Dataset entries:
^^^^^^^^^^^^^^^^

//! Configuration loading from disk and command-line overrides.

use std::fs;
use std::path::{Path, PathBuf};

use crate::config::schema::{ProxyConfig, ProxyMode};
use crate::config::validation::{validate_config, ValidationError};

/// Error type for configuration loading.
#[derive(Debug, thiserror::Error)]
pub enum ConfigError {
    #[error("failed to read {}: {source}", .path.display())]
    Io {
        path: PathBuf,
        #[source]
        source: std::io::Error,
    },

    #[error("failed to parse {}: {source}", .path.display())]
    Parse {
        path: PathBuf,
        #[source]
        source: toml::de::Error,
    },

    #[error("invalid configuration: {}", join_errors(.0))]
    Validation(Vec<ValidationError>),
}

fn join_errors(errors: &[ValidationError]) -> String {
    errors
        .iter()
        .map(ToString::to_string)
        .collect::<Vec<_>>()
        .join(", ")
}

/// Values supplied on the command line; each one wins over the file.
#[derive(Debug, Clone, Default)]
pub struct Overrides {
    pub mode: Option<ProxyMode>,
    pub backend: Option<String>,
    pub node_name: Option<String>,
    pub auth_key: Option<String>,
    pub state_dir: Option<PathBuf>,
    pub log_level: Option<String>,
}

impl Overrides {
    /// Apply every set value onto `config`.
    pub fn apply(self, config: &mut ProxyConfig) {
        if let Some(mode) = self.mode {
            config.mode = mode;
        }
        if let Some(backend) = self.backend {
            config.backend = backend;
        }
        if let Some(node_name) = self.node_name {
            config.node_name = node_name;
        }
        if let Some(auth_key) = self.auth_key {
            config.overlay.auth_key = Some(auth_key);
        }
        if let Some(state_dir) = self.state_dir {
            config.overlay.state_dir = Some(state_dir);
        }
        if let Some(log_level) = self.log_level {
            config.observability.log_level = log_level;
        }
    }
}

/// Parse a TOML file without validating it.
pub fn read_config(path: &Path) -> Result<ProxyConfig, ConfigError> {
    let content = fs::read_to_string(path).map_err(|source| ConfigError::Io {
        path: path.to_path_buf(),
        source,
    })?;
    toml::from_str(&content).map_err(|source| ConfigError::Parse {
        path: path.to_path_buf(),
        source,
    })
}

/// Load and validate configuration from a TOML file.
pub fn load_config(path: &Path) -> Result<ProxyConfig, ConfigError> {
    let config = read_config(path)?;
    validate_config(&config).map_err(ConfigError::Validation)?;
    Ok(config)
}

/// Build the effective configuration: file (if any), then overrides, then validation.
pub fn resolve_config(path: Option<&Path>, overrides: Overrides) -> Result<ProxyConfig, ConfigError> {
    let mut config = match path {
        Some(path) => read_config(path)?,
        None => ProxyConfig::default(),
    };
    overrides.apply(&mut config);
    validate_config(&config).map_err(ConfigError::Validation)?;
    Ok(config)
}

^^^^^^^^^^^^^^^^

**EXERCISE GOAL**: Show, from the entries above, every line that includes the string "crate".

**OUTPUT FOR THIS EXERCISE**:
use crate::config::schema::{ProxyConfig, ProxyMode};
use crate::config::validation::{validate_config, ValidationError};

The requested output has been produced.